_Supplied data:_
____

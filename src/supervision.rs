//! Minimal typed supervisor.
//!
//! Writer actors are "restart-by-reconnect": the connection is recreated, not
//! the actor, so there is no automatic restart policy here. The supervisor's
//! purpose is to provide a stable, actor-managed parent for linking the
//! per-connection writer.

use std::convert::Infallible;
use std::marker::PhantomData;
use std::ops::ControlFlow;

use kameo::{
    Actor,
    actor::{ActorID, ActorRef, WeakActorRef},
    error::ActorStopReason,
};

/// Typed link-based supervisor for homogeneous child actors.
pub struct TypedSupervisor<A>
where
    A: Actor + Send + Sync + 'static,
{
    _name: String,
    _phantom: PhantomData<A>,
}

impl<A> TypedSupervisor<A>
where
    A: Actor + Send + Sync + 'static,
{
    pub fn new(name: impl Into<String>) -> Self {
        Self {
            _name: name.into(),
            _phantom: PhantomData,
        }
    }
}

impl<A> Actor for TypedSupervisor<A>
where
    A: Actor + Send + Sync + 'static,
{
    type Args = Self;
    type Error = Infallible;

    async fn on_start(args: Self::Args, _actor_ref: ActorRef<Self>) -> Result<Self, Self::Error> {
        Ok(args)
    }

    fn on_link_died(
        &mut self,
        _actor_ref: WeakActorRef<Self>,
        _id: ActorID,
        _reason: ActorStopReason,
    ) -> impl std::future::Future<Output = Result<ControlFlow<ActorStopReason>, Self::Error>> + Send
    {
        async { Ok(ControlFlow::Continue(())) }
    }
}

____

_What to produce:_
A verbatim copy of every record is what you should return.

_Result of the task:_
filename src/supervision.rs
//! Minimal typed supervisor.
//!
//! Writer actors are "restart-by-reconnect": the connection is recreated, not
//! the actor, so there is no automatic restart policy here. The supervisor's
//! purpose is to provide a stable, actor-managed parent for linking the
//! per-connection writer.

use std::convert::Infallible;
use std::marker::PhantomData;
use std::ops::ControlFlow;

use kameo::{
    Actor,
    actor::{ActorID, ActorRef, WeakActorRef},
    error::ActorStopReason,
};

/// Typed link-based supervisor for homogeneous child actors.
pub struct TypedSupervisor<A>
where
    A: Actor + Send + Sync + 'static,
{
    _name: String,
    _phantom: PhantomData<A>,
}

impl<A> TypedSupervisor<A>
where
    A: Actor + Send + Sync + 'static,
{
    pub fn new(name: impl Into<String>) -> Self {
        Self {
            _name: name.into(),
            _phantom: PhantomData,
        }
    }
}

impl<A> Actor for TypedSupervisor<A>
where
    A: Actor + Send + Sync + 'static,
{
    type Args = Self;
    type Error = Infallible;

    async fn on_start(args: Self::Args, _actor_ref: ActorRef<Self>) -> Result<Self, Self::Error> {
        Ok(args)
    }

    fn on_link_died(
        &mut self,
        _actor_ref: WeakActorRef<Self>,
        _id: ActorID,
        _reason: ActorStopReason,
    ) -> impl std::future::Future<Output = Result<ControlFlow<ActorStopReason>, Self::Error>> + Send
    {
        async { Ok(ControlFlow::Continue(())) }
    }
}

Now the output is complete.